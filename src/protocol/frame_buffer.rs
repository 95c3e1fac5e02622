//! Frame buffer for accumulating partial reads.
//!
//! Uses `bytes::BytesMut` as a rolling buffer. Bytes are appended as they
//! arrive; [`FrameBuffer::drain`] repeatedly runs [`try_decode`] at the
//! buffer head and compacts consumed bytes out.
//!
//! # Example
//!
//! ```
//! use jensen_client::protocol::{encode_frame, FrameBuffer};
//!
//! let bytes = encode_frame(1, 1, b"hello");
//! let mut buffer = FrameBuffer::new();
//!
//! buffer.extend(&bytes[..7]);
//! assert!(buffer.drain().messages.is_empty());
//!
//! buffer.extend(&bytes[7..]);
//! let drained = buffer.drain();
//! assert!(drained.error.is_none());
//! let messages = drained.messages;
//! assert_eq!(messages.len(), 1);
//! assert_eq!(messages[0].body(), b"hello");
//! ```

use bytes::BytesMut;

use super::frame::{try_decode, Decoded, Message};
use super::wire_format::{Header, MAX_BODY_LENGTH};
use crate::error::{JensenError, Result};

/// Default initial capacity of the receive buffer.
pub const DEFAULT_BUFFER_CAPACITY: usize = 64 * 1024;

/// Everything one [`FrameBuffer::drain`] pass produced.
///
/// Messages decoded before a sync loss are kept; `error` reports the loss.
#[derive(Debug, Default)]
pub struct Drained {
    pub messages: Vec<Message>,
    pub error: Option<JensenError>,
}

impl Drained {
    /// Treat a sync loss as failing the whole pass.
    pub fn into_result(self) -> Result<Vec<Message>> {
        match self.error {
            Some(err) => Err(err),
            None => Ok(self.messages),
        }
    }
}

/// Buffer for accumulating incoming bytes and extracting complete messages.
pub struct FrameBuffer {
    /// Accumulated bytes from transport reads.
    buffer: BytesMut,
    /// Largest body accepted before the stream is treated as corrupt.
    max_body_length: u32,
}

impl FrameBuffer {
    /// Create a new frame buffer accepting any 24-bit body length.
    pub fn new() -> Self {
        Self::with_max_body(MAX_BODY_LENGTH)
    }

    /// Create a new frame buffer with a custom body length limit.
    pub fn with_max_body(max_body_length: u32) -> Self {
        Self {
            buffer: BytesMut::with_capacity(DEFAULT_BUFFER_CAPACITY),
            max_body_length,
        }
    }

    /// Append data to the buffer without extracting messages.
    pub fn extend(&mut self, data: &[u8]) {
        self.buffer.extend_from_slice(data);
    }

    /// Extract every complete message currently buffered.
    ///
    /// Stops at the first incomplete frame, leaving it buffered. On sync loss
    /// or an oversize length the remaining bytes are discarded and the
    /// `InvalidFrame` error is returned next to the messages decoded before it.
    pub fn drain(&mut self) -> Drained {
        let mut drained = Drained::default();

        loop {
            if let Err(e) = self.check_length() {
                self.clear();
                drained.error = Some(e);
                return drained;
            }

            match try_decode(&self.buffer, 0) {
                Ok(Decoded::Message(message, consumed)) => {
                    let _ = self.buffer.split_to(consumed);
                    drained.messages.push(message);
                }
                Ok(Decoded::NeedMoreData) => return drained,
                Err(e) => {
                    self.clear();
                    drained.error = Some(e);
                    return drained;
                }
            }
        }
    }

    /// Append data and extract all complete messages in one call.
    ///
    /// Strict form of [`drain`](Self::drain): any sync loss fails the call.
    pub fn push(&mut self, data: &[u8]) -> Result<Vec<Message>> {
        self.extend(data);
        self.drain().into_result()
    }

    fn check_length(&self) -> Result<()> {
        if let Ok(Some(header)) = Header::decode(&self.buffer) {
            if header.body_length > self.max_body_length {
                return Err(JensenError::InvalidFrame(format!(
                    "body length {} exceeds maximum {}",
                    header.body_length, self.max_body_length
                )));
            }
        }
        Ok(())
    }

    /// Get the number of buffered bytes.
    pub fn len(&self) -> usize {
        self.buffer.len()
    }

    /// Check if the buffer is empty.
    pub fn is_empty(&self) -> bool {
        self.buffer.is_empty()
    }

    /// Discard all buffered bytes.
    pub fn clear(&mut self) {
        self.buffer.clear();
    }
}

impl Default for FrameBuffer {
    fn default() -> Self {
        Self::new()
    }
}
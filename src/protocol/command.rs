//! Command identifier table.

use std::fmt;

/// Every command the client issues or recognises on the wire.
///
/// Identifiers are fixed by the device firmware.
#[derive(Debug, Clone, Copy, PartialEq, Eq, Hash)]
#[repr(u16)]
pub enum Command {
    GetDeviceInfo = 1,
    GetDeviceTime = 2,
    SetDeviceTime = 3,
    GetFileList = 4,
    TransferFile = 5,
    GetFileCount = 6,
    DeleteFile = 7,
    RequestFirmwareUpgrade = 8,
    FirmwareUpload = 9,
    BncTest = 10,
    GetSettings = 11,
    SetSettings = 12,
    GetFileBlock = 13,
    ReadCardInfo = 16,
    FormatCard = 17,
    GetRecordingFile = 18,
    RestoreFactorySettings = 19,
    SendScheduleInfo = 20,
    BluetoothScan = 4097,
    BluetoothCmd = 4098,
    BluetoothStatus = 4099,
    RecordTestStart = 61448,
    RecordTestEnd = 61449,
    FactoryReset = 61451,
}

impl Command {
    /// All known commands, in identifier order.
    pub const ALL: [Command; 24] = [
        Command::GetDeviceInfo,
        Command::GetDeviceTime,
        Command::SetDeviceTime,
        Command::GetFileList,
        Command::TransferFile,
        Command::GetFileCount,
        Command::DeleteFile,
        Command::RequestFirmwareUpgrade,
        Command::FirmwareUpload,
        Command::BncTest,
        Command::GetSettings,
        Command::SetSettings,
        Command::GetFileBlock,
        Command::ReadCardInfo,
        Command::FormatCard,
        Command::GetRecordingFile,
        Command::RestoreFactorySettings,
        Command::SendScheduleInfo,
        Command::BluetoothScan,
        Command::BluetoothCmd,
        Command::BluetoothStatus,
        Command::RecordTestStart,
        Command::RecordTestEnd,
        Command::FactoryReset,
    ];

    /// Wire identifier.
    #[inline]
    pub fn id(self) -> u16 {
        self as u16
    }

    /// Look up a command by wire identifier.
    pub fn from_id(id: u16) -> Option<Self> {
        Self::ALL.iter().copied().find(|c| c.id() == id)
    }

    /// Whether the device answers this command with a stream of frames.
    pub fn is_multi_frame(self) -> bool {
        matches!(
            self,
            Command::GetFileList | Command::TransferFile | Command::GetFileBlock
        )
    }
}

impl fmt::Display for Command {
    fn fmt(&self, f: &mut fmt::Formatter<'_>) -> fmt::Result {
        write!(f, "{:?}({})", self, self.id())
    }
}
//! Download - stream a recording with progress reporting.
//!
//! This example demonstrates:
//! - Downloading with a progress sink
//! - Reading a block at an offset
//! - Handling the device going away mid-transfer
//!
//! ```sh
//! cargo run --example download
//! ```

use std::sync::Arc;

use jensen_client::protocol::{Command, Message};
use jensen_client::transport::MockTransport;
use jensen_client::{DeviceSession, ProgressSink, TransferProgress};

const FILE: &str = "20240115093000REC001.wav";
const LENGTH: usize = 200_000;
const CHUNK: usize = 32_768;

fn simulated_h1(message: &Message) -> Vec<Vec<u8>> {
    match message.command() {
        Some(Command::GetDeviceInfo) => {
            let mut body = vec![0x00, 0x05, 0x01, 0x04];
            body.extend_from_slice(b"HD1-DEMO-0000001");
            vec![MockTransport::reply(message, &body)]
        }
        Some(Command::TransferFile) => {
            let payload = vec![0x55u8; LENGTH];
            payload
                .chunks(CHUNK)
                .map(|chunk| MockTransport::reply(message, chunk))
                .collect()
        }
        Some(Command::GetFileBlock) => {
            let length = u32::from_be_bytes([
                message.body[4],
                message.body[5],
                message.body[6],
                message.body[7],
            ]) as usize;
            vec![MockTransport::reply(message, &vec![0xAA; length])]
        }
        _ => vec![],
    }
}

#[tokio::main]
async fn main() -> Result<(), Box<dyn std::error::Error>> {
    let transport = Arc::new(MockTransport::new(0xAF0C).with_responder(simulated_h1));
    let session = DeviceSession::connect(transport).await?;

    let progress: ProgressSink = Box::new(|event| match event {
        TransferProgress::Chunk {
            received, total, ..
        } => println!("{:>6.1}%", received as f64 * 100.0 / total as f64),
        TransferProgress::Completed { bytes } => println!("done, {bytes} bytes"),
        TransferProgress::Failed { reason, .. } => eprintln!("failed: {reason}"),
        TransferProgress::Sent { .. } => {}
    });

    match session.download(FILE, LENGTH as u32, progress).await? {
        Some(summary) => println!("{} in {:?}", summary.file_name, summary.elapsed),
        None => println!("transfer stalled"),
    }

    if let Some(block) = session.read_block(FILE, 1024, 512, None).await? {
        println!("block of {} bytes", block.len());
    }

    session.close().await;
    Ok(())
}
====
▶ [Problem statement]
In the listing above, please copy exactly the lines from the first through the one that contains "pub struct FrameBuffer", and no others.

▶ [Response to the task]
filename src/protocol/frame_buffer.rs
repository 95c3e1fac5e02622
//! Frame buffer for accumulating partial reads.
//!
//! Uses `bytes::BytesMut` as a rolling buffer. Bytes are appended as they
//! arrive; [`FrameBuffer::drain`] repeatedly runs [`try_decode`] at the
//! buffer head and compacts consumed bytes out.
//!
//! # Example
//!
//! ```
//! use jensen_client::protocol::{encode_frame, FrameBuffer};
//!
//! let bytes = encode_frame(1, 1, b"hello");
//! let mut buffer = FrameBuffer::new();
//!
//! buffer.extend(&bytes[..7]);
//! assert!(buffer.drain().messages.is_empty());
//!
//! buffer.extend(&bytes[7..]);
//! let drained = buffer.drain();
//! assert!(drained.error.is_none());
//! let messages = drained.messages;
//! assert_eq!(messages.len(), 1);
//! assert_eq!(messages[0].body(), b"hello");
//! ```

use bytes::BytesMut;

use super::frame::{try_decode, Decoded, Message};
use super::wire_format::{Header, MAX_BODY_LENGTH};
use crate::error::{JensenError, Result};

/// Default initial capacity of the receive buffer.
pub const DEFAULT_BUFFER_CAPACITY: usize = 64 * 1024;

/// Everything one [`FrameBuffer::drain`] pass produced.
///
/// Messages decoded before a sync loss are kept; `error` reports the loss.
#[derive(Debug, Default)]
pub struct Drained {
    pub messages: Vec<Message>,
    pub error: Option<JensenError>,
}

impl Drained {
    /// Treat a sync loss as failing the whole pass.
    pub fn into_result(self) -> Result<Vec<Message>> {
        match self.error {
            Some(err) => Err(err),
            None => Ok(self.messages),
        }
    }
}

/// Buffer for accumulating incoming bytes and extracting complete messages.
pub struct FrameBuffer {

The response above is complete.